This incident captures the state of the cow in India today: violence in her name is wanton, brutal and carried out openly without fear of the law.

This is, of course, not the first instance of bovine-related violence. India’s first large-scale communal riot in 1893 in Azamgarh, Uttar Pradesh, was driven by the issue of cow protection. However, with the rise of the Bharatiya Janata Party, a lumpen side-show has now taken centre stage. Cow protection laws across India’s states are harsh. States like Madhya Pradesh have junked the legal principal of “innocent until proven guilty” in cases of cow slaughter. In Gujarat, the act carries a life sentence. In India, it seems, the legal system is harsher on people killing cows for food than it is on murderers.

Given the laws in place, the political signalling for cow vigilante violence comes right from the top. Prime Minister Modi himself campaigned in 2014 on the theme of a “pink revolution”, accused the Congress of making money of cow meat. After the 2015 lynching of a Muslim man in Dadri, Uttar Pradesh, based on rumours that he had eaten a beef dinner, top BJP leaders weighed in on the side of the alleged killers. The current Uttar Pradesh chief minister’s own private vigilante squad even offered guns to Hindus in Dadri following the incident.

This hysteria is now not even limited to the cow. Given the upper caste distaste against all meat, Uttar Pradesh has now launched a crackdown on even chicken, goat and buffalo meat in the state.
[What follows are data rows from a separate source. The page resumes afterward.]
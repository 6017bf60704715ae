mod client;
mod errors;
mod query;
pub mod types;
pub mod user_agent;
pub use self::client::{is_json, parse_url, read_json, read_text, Session, SessionConfig};
pub use self::errors::Error;
pub use self::query::{format_date, with_path, DirectoryQuery, DownloadQuery, PageQuery, Query};
//! Randomized browser user agents.

use rand::seq::SliceRandom;

const USER_AGENTS: &[&str] = &[
    "Mozilla/5.0 (Windows NT 10.0; Win64; x64) AppleWebKit/537.36 (KHTML, like Gecko) Chrome/124.0.0.0 Safari/537.36",
    "Mozilla/5.0 (Macintosh; Intel Mac OS X 10_15_7) AppleWebKit/537.36 (KHTML, like Gecko) Chrome/124.0.0.0 Safari/537.36",
    "Mozilla/5.0 (X11; Linux x86_64) AppleWebKit/537.36 (KHTML, like Gecko) Chrome/124.0.0.0 Safari/537.36",
    "Mozilla/5.0 (Windows NT 10.0; Win64; x64; rv:125.0) Gecko/20100101 Firefox/125.0",
    "Mozilla/5.0 (Macintosh; Intel Mac OS X 14_4) AppleWebKit/605.1.15 (KHTML, like Gecko) Version/17.4 Safari/605.1.15",
];

/// Picks one of a small pool of desktop browser user agents.
pub fn get_user_agent() -> &'static str {
    USER_AGENTS
        .choose(&mut rand::thread_rng())
        .copied()
        .unwrap_or(USER_AGENTS[0])
}
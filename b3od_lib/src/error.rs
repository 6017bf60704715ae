//! Error types for the library layer.

/// Errors produced by the library layer, wrapping wire errors and adding
/// input validation, decoding, and aggregation failures.
#[derive(thiserror::Error, Debug)]
pub enum B3Error {
    /// A date-like value could not be normalized.
    #[error("invalid date: {0}")]
    InvalidDate(String),
    /// The table is not in the catalog.
    #[error("unknown table '{table}', table must be one of: {available}")]
    UnknownTable { table: String, available: String },
    /// The table cannot be fetched with the requested backend.
    #[error("table {table} cannot be fetched with the {backend} backend")]
    UnsupportedBackend { table: String, backend: String },
    /// User-provided input failed validation.
    #[error("invalid input: {0}")]
    InvalidInput(String),
    /// An error from the wire layer (connection, status, or decode).
    #[error(transparent)]
    Api(#[from] b3od_api::Error),
    #[error("CSV error: {0}")]
    Csv(#[from] csv::Error),
    #[error("base64 error: {0}")]
    Base64(#[from] base64::DecodeError),
    /// A non-blank cell could not be converted to its column type.
    #[error("column {column}: cannot read '{value}' as {expected}")]
    Coerce {
        column: String,
        value: String,
        expected: &'static str,
    },
    /// A row does not have one value per column.
    #[error("row {row} has {found} values but there are {expected} columns")]
    ArityMismatch {
        row: usize,
        expected: usize,
        found: usize,
    },
    /// Frames with different column lists cannot be concatenated.
    #[error("column mismatch while merging results: expected {expected:?}, found {found:?}")]
    ColumnMismatch {
        expected: Vec<String>,
        found: Vec<String>,
    },
    /// A worker task panicked or was cancelled.
    #[error("task failed: {0}")]
    Task(String),
}

impl B3Error {
    /// HTTP status code when the failure was a non-success response.
    pub fn status(&self) -> Option<u16> {
        match self {
            Self::Api(e) => e.status(),
            _ => None,
        }
    }

    /// Whether no connection could be established.
    pub fn is_transport(&self) -> bool {
        matches!(self, Self::Api(e) if e.is_transport())
    }
}
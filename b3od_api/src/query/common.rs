//! Shared query infrastructure: the [`Query`] trait and URL helpers.

use chrono::NaiveDate;
use url::Url;

/// Trait implemented by all request builders.
pub trait Query {
    /// Appends this query's path segments or parameters to the given URL,
    /// returning the modified URL.
    fn add_to_url(&self, url: &Url) -> Url;
}

/// Formats a query date the way every B3 endpoint expects it (`YYYY-MM-DD`).
pub fn format_date(date: NaiveDate) -> String {
    date.format("%Y-%m-%d").to_string()
}

/// Appends path segments to `base`, keeping whatever path it already has.
pub fn with_path(base: &Url, segments: &[&str]) -> Url {
    let mut url = base.clone();
    if let Ok(mut path) = url.path_segments_mut() {
        path.pop_if_empty().extend(segments);
    }
    url
}
//! Single-file download protocol.
//!
//! A descriptor request returns a signed `redirectUrl`; following it yields
//! the whole table as one semicolon separated CSV file. The position limits
//! service hands out the same kind of file, base64 encoded.

use std::borrow::Cow;

use base64::Engine;
use chrono::NaiveDate;
use url::Url;

use b3od_api::types::DownloadDescriptor;
use b3od_api::{parse_url, with_path, DirectoryQuery, DownloadQuery, Query, Session};

use crate::catalog::{RedirectVariant, Table};
use crate::coerce::coerce_text;
use crate::error::B3Error;
use crate::frame::{Frame, Value};
use crate::schema::registry;

/// Drives the two-hop download for one table and date.
pub struct RedirectFetcher<'a> {
    session: &'a Session,
    api_base: &'a Url,
    bmf_base: &'a Url,
}

impl<'a> RedirectFetcher<'a> {
    pub fn new(session: &'a Session, api_base: &'a Url, bmf_base: &'a Url) -> Self {
        Self {
            session,
            api_base,
            bmf_base,
        }
    }

    pub async fn fetch(
        &self,
        table: Table,
        date: NaiveDate,
        variant: RedirectVariant,
    ) -> Result<Frame, B3Error> {
        let payload = match variant {
            RedirectVariant::WebConsolidated => {
                let url = DownloadQuery::new(table.name(), date)
                    .add_to_url(&with_path(self.api_base, &["download", "requestname"]));
                let descriptor: DownloadDescriptor = self.session.get_json(url).await?;
                self.follow(&descriptor).await?
            }
            RedirectVariant::PositionLimits => {
                let url = DirectoryQuery::new(date).add_to_url(&with_path(
                    self.bmf_base,
                    &["LimitesPosicoes", "Posicoes", "DownloadArquivoDiretorio"],
                ));
                let body = self.session.get_text(url).await?;
                match serde_json::from_str::<DownloadDescriptor>(body.trim()) {
                    Ok(descriptor) => self.follow(&descriptor).await?,
                    Err(_) => body,
                }
            }
        };

        let frame = decode_payload(table, variant, &payload)?;
        if frame.has_no_columns() {
            tracing::info!("No data found for {} on {}", table, date);
        } else {
            tracing::debug!("{} on {}: {} rows", table, date, frame.len());
        }
        Ok(frame)
    }

    async fn follow(&self, descriptor: &DownloadDescriptor) -> Result<String, B3Error> {
        let target = parse_url(&descriptor.resolve(self.api_base.as_str()))?;
        Ok(self.session.get_text(target).await?)
    }
}

/// Turns a downloaded payload into a typed frame.
///
/// An empty payload means the table had no data for that date and yields
/// an empty frame.
pub fn decode_payload(
    table: Table,
    variant: RedirectVariant,
    payload: &str,
) -> Result<Frame, B3Error> {
    if payload.trim().is_empty() {
        return Ok(Frame::empty());
    }

    let text: Cow<'_, str> = if variant.is_base64() {
        let cleaned: String = payload
            .trim()
            .trim_matches('"')
            .chars()
            .filter(|c| !c.is_whitespace())
            .collect();
        let bytes = base64::engine::general_purpose::STANDARD.decode(cleaned)?;
        Cow::Owned(String::from_utf8_lossy(&bytes).into_owned())
    } else {
        Cow::Borrowed(payload)
    };

    let text: &str = &text;
    let csv_text = if variant.has_preamble() {
        skip_first_line(text)
    } else {
        text
    };

    parse_csv(table, csv_text)
}

fn skip_first_line(text: &str) -> &str {
    text.split_once('\n').map(|(_, rest)| rest).unwrap_or("")
}

/// Parses semicolon separated, comma decimal CSV with a header row.
pub fn parse_csv(table: Table, text: &str) -> Result<Frame, B3Error> {
    let text = text.trim_start_matches('\u{feff}');
    if text.trim().is_empty() {
        return Ok(Frame::empty());
    }

    let mut reader = csv::ReaderBuilder::new()
        .delimiter(b';')
        .has_headers(true)
        .from_reader(text.as_bytes());

    let columns: Vec<String> = reader
        .headers()?
        .iter()
        .map(|h| h.trim().to_string())
        .collect();
    let types = registry().schema(table).types_for(&columns);

    let mut rows = Vec::new();
    for record in reader.records() {
        let record = record?;
        let row = record
            .iter()
            .zip(columns.iter().zip(types.iter()))
            .map(|(cell, (column, ty))| coerce_text(column, cell, *ty))
            .collect::<Result<Vec<Value>, B3Error>>()?;
        rows.push(row);
    }

    Frame::new(columns, rows)
}
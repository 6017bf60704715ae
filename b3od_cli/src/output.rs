use anyhow::Result;
use b3od_lib::{Frame, Table as B3Table};
use serde::Serialize;
use tabled::builder::Builder;
use tabled::settings::Style;
use tabled::{Table, Tabled};

#[derive(Clone, Debug)]
pub enum OutputFormat {
    Table,
    Json,
    Csv,
    Markdown,
}

#[derive(Tabled, Serialize)]
pub struct TableRow {
    #[tabled(rename = "Table")]
    #[serde(rename = "Table")]
    name: String,
    #[tabled(rename = "Service")]
    #[serde(rename = "Service")]
    service: String,
    #[tabled(rename = "Default")]
    #[serde(rename = "Default")]
    protocol: String,
}

// -- Row builders --

pub fn build_table_rows(tables: &[B3Table]) -> Vec<TableRow> {
    tables
        .iter()
        .map(|t| TableRow {
            name: t.name().to_string(),
            service: t.service().to_string(),
            protocol: t.default_protocol().to_string(),
        })
        .collect()
}

/// Frames have a column list only known at runtime, so they go through the
/// builder instead of a `Tabled` row type.
fn build_frame_table(frame: &Frame) -> Table {
    let mut builder = Builder::default();
    builder.push_record(frame.columns().iter().cloned());
    for row in frame.rows() {
        builder.push_record(row.iter().map(|v| v.to_string()));
    }
    builder.build()
}

// -- Table output --

pub fn print_frame_table(frame: &Frame) {
    if frame.has_no_columns() {
        eprintln!("No data");
        return;
    }
    println!("{}", build_frame_table(frame));
}

pub fn print_tables_table(tables: &[B3Table]) {
    println!("{}", Table::new(build_table_rows(tables)));
}

// -- Markdown output --

pub fn print_frame_markdown(frame: &Frame) {
    if frame.has_no_columns() {
        eprintln!("No data");
        return;
    }
    let mut table = build_frame_table(frame);
    table.with(Style::markdown());
    println!("{}", table);
}

pub fn print_tables_markdown(tables: &[B3Table]) {
    let mut table = Table::new(build_table_rows(tables));
    table.with(Style::markdown());
    println!("{}", table);
}

// -- CSV output --

fn write_frame_csv<W: std::io::Write>(frame: &Frame, writer: W) -> Result<()> {
    let mut wtr = csv::Writer::from_writer(writer);
    if !frame.has_no_columns() {
        wtr.write_record(frame.columns())?;
    }
    for row in frame.rows() {
        wtr.write_record(row.iter().map(|v| v.to_string()))?;
    }
    wtr.flush()?;
    Ok(())
}

pub fn print_frame_csv(frame: &Frame) -> Result<()> {
    write_frame_csv(frame, std::io::stdout())
}

pub fn print_tables_csv(tables: &[B3Table]) -> Result<()> {
    let mut wtr = csv::Writer::from_writer(std::io::stdout());
    for row in build_table_rows(tables) {
        wtr.serialize(row)?;
    }
    wtr.flush()?;
    Ok(())
}

// -- JSON output --

pub fn print_json<T: serde::Serialize>(data: &T) {
    match serde_json::to_string_pretty(data) {
        Ok(json) => println!("{}", json),
        Err(e) => eprintln!("Failed to serialize to JSON: {}", e),
    }
}

#[cfg(test)]
mod tests {
    use super::*;
    use b3od_lib::Value;
    use chrono::NaiveDate;

    fn sample_frame() -> Frame {
        Frame::new(
            vec!["RptDt".into(), "TckrSymb".into(), "PricVal".into()],
            vec![
                vec![
                    Value::Date(NaiveDate::from_ymd_opt(2021, 9, 28).unwrap()),
                    Value::Text("DI1F22".into()),
                    Value::Float(6.15),
                ],
                vec![
                    Value::Date(NaiveDate::from_ymd_opt(2021, 9, 28).unwrap()),
                    Value::Text("DOLV21".into()),
                    Value::Null,
                ],
            ],
        )
        .unwrap()
    }

    fn csv_string(frame: &Frame) -> String {
        let mut buf = Vec::new();
        write_frame_csv(frame, &mut buf).unwrap();
        String::from_utf8(buf).unwrap()
    }

    #[test]
    fn test_build_table_rows_covers_catalog() {
        let rows = build_table_rows(&B3Table::ALL);
        assert_eq!(rows.len(), 11);
        assert_eq!(rows[4].name, "EconomicIndicatorPrice");
        assert_eq!(rows[4].service, "WebConsolidated");
        assert_eq!(rows[4].protocol, "pages");
        assert_eq!(rows[10].name, "PositionLimits");
        assert_eq!(rows[10].protocol, "download");
    }

    #[test]
    fn test_csv_frame_headers_and_nulls() {
        let csv = csv_string(&sample_frame());
        let lines: Vec<&str> = csv.lines().collect();
        assert_eq!(lines[0], "RptDt,TckrSymb,PricVal");
        assert_eq!(lines[1], "2021-09-28,DI1F22,6.15");
        assert_eq!(lines[2], "2021-09-28,DOLV21,");
    }

    #[test]
    fn test_csv_empty_frame_is_empty() {
        assert_eq!(csv_string(&Frame::empty()), "");
    }

    #[test]
    fn test_markdown_frame_structure() {
        let mut table = build_frame_table(&sample_frame());
        table.with(Style::markdown());
        let md = table.to_string();

        assert!(md.contains('|'));
        assert!(md.contains("---"));
        let header_line = md.lines().next().unwrap();
        assert!(header_line.contains("RptDt"));
        assert!(header_line.contains("PricVal"));
        assert_eq!(md.lines().count(), 4);
    }

    #[test]
    fn test_json_frame_shape() {
        let val = serde_json::to_value(sample_frame()).unwrap();
        assert_eq!(val["columns"][1], "TckrSymb");
        assert_eq!(val["data"].as_array().unwrap().len(), 2);
        assert_eq!(val["data"][0][0], "2021-09-28");
        assert!(val["data"][1][2].is_null());
    }
}
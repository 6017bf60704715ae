mod page;
pub use self::page::{ColumnInfo, RawPage, Row};

mod download;
pub use self::download::DownloadDescriptor;
//! HTTP session for the B3 open data endpoints.

use std::time::Duration;

use reqwest::header::CONTENT_TYPE;
use reqwest::Response;
use serde::de::DeserializeOwned;
use url::Url;

use crate::{user_agent::get_user_agent, Error};

/// Connection retry and deadline settings for a [`Session`].
#[derive(Clone, Debug)]
pub struct SessionConfig {
    /// How many times a failed connection attempt is retried.
    pub connect_retries: u32,
    /// Backoff multiplier in seconds. Retry `n` sleeps `factor * 2^(n-1)`,
    /// except the first retry which goes out immediately.
    pub backoff_factor: f64,
    /// Upper bound for a single backoff sleep.
    pub backoff_max: Duration,
    /// Deadline applied to every request.
    pub timeout: Duration,
}

impl Default for SessionConfig {
    fn default() -> Self {
        Self {
            connect_retries: 5,
            backoff_factor: 1.0,
            backoff_max: Duration::from_secs(120),
            timeout: Duration::from_secs(30),
        }
    }
}

impl SessionConfig {
    /// Sleep before the given retry (1-based).
    pub fn backoff_for_retry(&self, retry: u32) -> Duration {
        if retry <= 1 || self.backoff_factor <= 0.0 {
            return Duration::ZERO;
        }
        let shift = (retry - 1).min(30) as i32;
        let secs = self.backoff_factor * 2f64.powi(shift);
        Duration::from_secs_f64(secs.min(self.backoff_max.as_secs_f64()))
    }
}

/// One logical HTTP session.
///
/// Holds a single `reqwest::Client` so connections are reused between the
/// requests of one fetch operation. The pool is released when the session is
/// dropped, so a session should be opened per operation and not shared
/// across unrelated fetches.
pub struct Session {
    http: reqwest::Client,
    config: SessionConfig,
}

impl Session {
    /// Opens a new session with the given settings.
    pub fn open(config: SessionConfig) -> Result<Self, Error> {
        let http = reqwest::Client::builder()
            .user_agent(get_user_agent())
            .timeout(config.timeout)
            .build()
            .map_err(|e| {
                tracing::error!("Failed to build HTTP client: {}", e);
                Error::Client(e)
            })?;
        Ok(Self { http, config })
    }

    pub fn config(&self) -> &SessionConfig {
        &self.config
    }

    /// Sends a GET request.
    ///
    /// Connection failures are retried up to `connect_retries` times. Any
    /// non-2xx status is returned as [`Error::HttpStatus`] without retrying.
    pub async fn get(&self, url: Url) -> Result<Response, Error> {
        let mut retry = 0u32;
        loop {
            tracing::debug!("Sending GET request to {}", url);
            match self.http.get(url.clone()).send().await {
                Ok(resp) => {
                    let status = resp.status();
                    tracing::debug!("Response status code: {}", status);
                    if !status.is_success() {
                        tracing::error!("Request to {} failed with status {}", url, status);
                        return Err(Error::HttpStatus {
                            url: url.to_string(),
                            status: status.as_u16(),
                            reason: status.canonical_reason().unwrap_or_default().to_string(),
                        });
                    }
                    return Ok(resp);
                }
                Err(e) if e.is_connect() => {
                    retry += 1;
                    if retry > self.config.connect_retries {
                        tracing::error!("Giving up on {} after {} attempts: {}", url, retry, e);
                        return Err(Error::Transport {
                            url: url.to_string(),
                            attempts: retry,
                            source: e,
                        });
                    }
                    let delay = self.config.backoff_for_retry(retry);
                    tracing::warn!(
                        "connection to {} failed (retry {}/{}), retrying in {:.1}s",
                        url,
                        retry,
                        self.config.connect_retries,
                        delay.as_secs_f64()
                    );
                    tokio::time::sleep(delay).await;
                }
                Err(e) => {
                    tracing::error!("Failed to get resource {}: {}", url, e);
                    return Err(Error::Request {
                        url: url.to_string(),
                        source: e,
                    });
                }
            }
        }
    }

    /// GETs `url` and decodes the body as JSON.
    pub async fn get_json<T: DeserializeOwned>(&self, url: Url) -> Result<T, Error> {
        let resp = self.get(url).await?;
        read_json(resp).await
    }

    /// GETs `url` and returns the body as text.
    pub async fn get_text(&self, url: Url) -> Result<String, Error> {
        let resp = self.get(url).await?;
        read_text(resp).await
    }
}

/// Whether the response declares a JSON content type.
pub fn is_json(resp: &Response) -> bool {
    resp.headers()
        .get(CONTENT_TYPE)
        .and_then(|value| value.to_str().ok())
        .map(|value| value.contains("application/json"))
        .unwrap_or(false)
}

/// Reads the whole body of an already received response.
pub async fn read_text(resp: Response) -> Result<String, Error> {
    let url = resp.url().to_string();
    resp.text().await.map_err(|e| {
        tracing::error!("Failed to read response body from {}: {}", url, e);
        Error::Request { url, source: e }
    })
}

/// Reads and decodes the JSON body of an already received response.
pub async fn read_json<T: DeserializeOwned>(resp: Response) -> Result<T, Error> {
    let url = resp.url().to_string();
    let body = read_text(resp).await?;
    serde_json::from_str::<T>(&body).map_err(|e| {
        tracing::error!(
            "Failed to parse resource: {} | body: {}",
            e,
            truncate_body(&body)
        );
        Error::Decode { url, source: e }
    })
}

/// Parses a URL, mapping failures onto [`Error::InvalidUrl`].
pub fn parse_url(raw: &str) -> Result<Url, Error> {
    Url::parse(raw).map_err(|e| {
        tracing::error!("Invalid URL constructed: {}", e);
        Error::InvalidUrl {
            url: raw.to_string(),
            source: e,
        }
    })
}

fn truncate_body(body: &str) -> String {
    const MAX: usize = 100;
    match body.char_indices().nth(MAX) {
        Some((idx, _)) => format!("{}...", &body[..idx]),
        None => body.to_string(),
    }
}

#[cfg(test)]
mod tests {
    use super::*;

    #[test]
    fn first_retry_has_no_backoff() {
        let cfg = SessionConfig::default();
        assert_eq!(cfg.backoff_for_retry(1), Duration::ZERO);
    }

    #[test]
    fn backoff_doubles_per_retry() {
        let cfg = SessionConfig::default();
        assert_eq!(cfg.backoff_for_retry(2), Duration::from_secs(2));
        assert_eq!(cfg.backoff_for_retry(3), Duration::from_secs(4));
        assert_eq!(cfg.backoff_for_retry(4), Duration::from_secs(8));
    }

    #[test]
    fn backoff_is_capped() {
        let cfg = SessionConfig {
            backoff_max: Duration::from_secs(5),
            ..SessionConfig::default()
        };
        assert_eq!(cfg.backoff_for_retry(10), Duration::from_secs(5));
    }

    #[test]
    fn zero_factor_disables_backoff() {
        let cfg = SessionConfig {
            backoff_factor: 0.0,
            ..SessionConfig::default()
        };
        assert_eq!(cfg.backoff_for_retry(4), Duration::ZERO);
    }

    #[test]
    fn parse_url_rejects_garbage() {
        let err = parse_url("not a url").unwrap_err();
        assert!(matches!(err, Error::InvalidUrl { .. }));
    }

    #[test]
    fn truncate_body_keeps_short_bodies() {
        assert_eq!(truncate_body("short"), "short");
        let long = "x".repeat(150);
        assert_eq!(truncate_body(&long).len(), 103);
    }
}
Cow vigilante squads have a free run of the state, attacking Muslims transporting cows.

As people in South Asia well know, the failure to maintain the separation between religion and governance has tragic consequences. In Pakistan, post the 1970s, for instance, Muslim attitudes towards blasphemy allowed theological ideas to increasingly be enshrined in law. What resulted was chaos as a host of groups, using religion as their authority, challenged the state itself. Like India’s current cow hysteria, rumours around blasphemy and Quran desecration often result in violence that the state is either unable or unwilling to control.

India’s secularism, while far from perfect, has thus far kept naked theology away from the state. Now with cow protection laws, cow vigilante murders and explicit political backing for cow violence, this separation has all but ended with Hindu theological concepts directing politics and policy. Will bovine anarchy now be India’s future?

The Big Scroll

  1. Meet the people who torture and lynch in the name of protecting the cow, writes Kai Friese.
  2. In Rajasthan, a sadhvi and her cow vigilante group are slowly gaining popularity, reports Abhishek Dey.
  3. Ajaz Ashraf has a short account of India’s long history of hypocrisy on cow slaughter laws.
  4. Beef bans show how politicians manipulate Hindu sentiments around cow slaughter, argues Shoaib Daniyal.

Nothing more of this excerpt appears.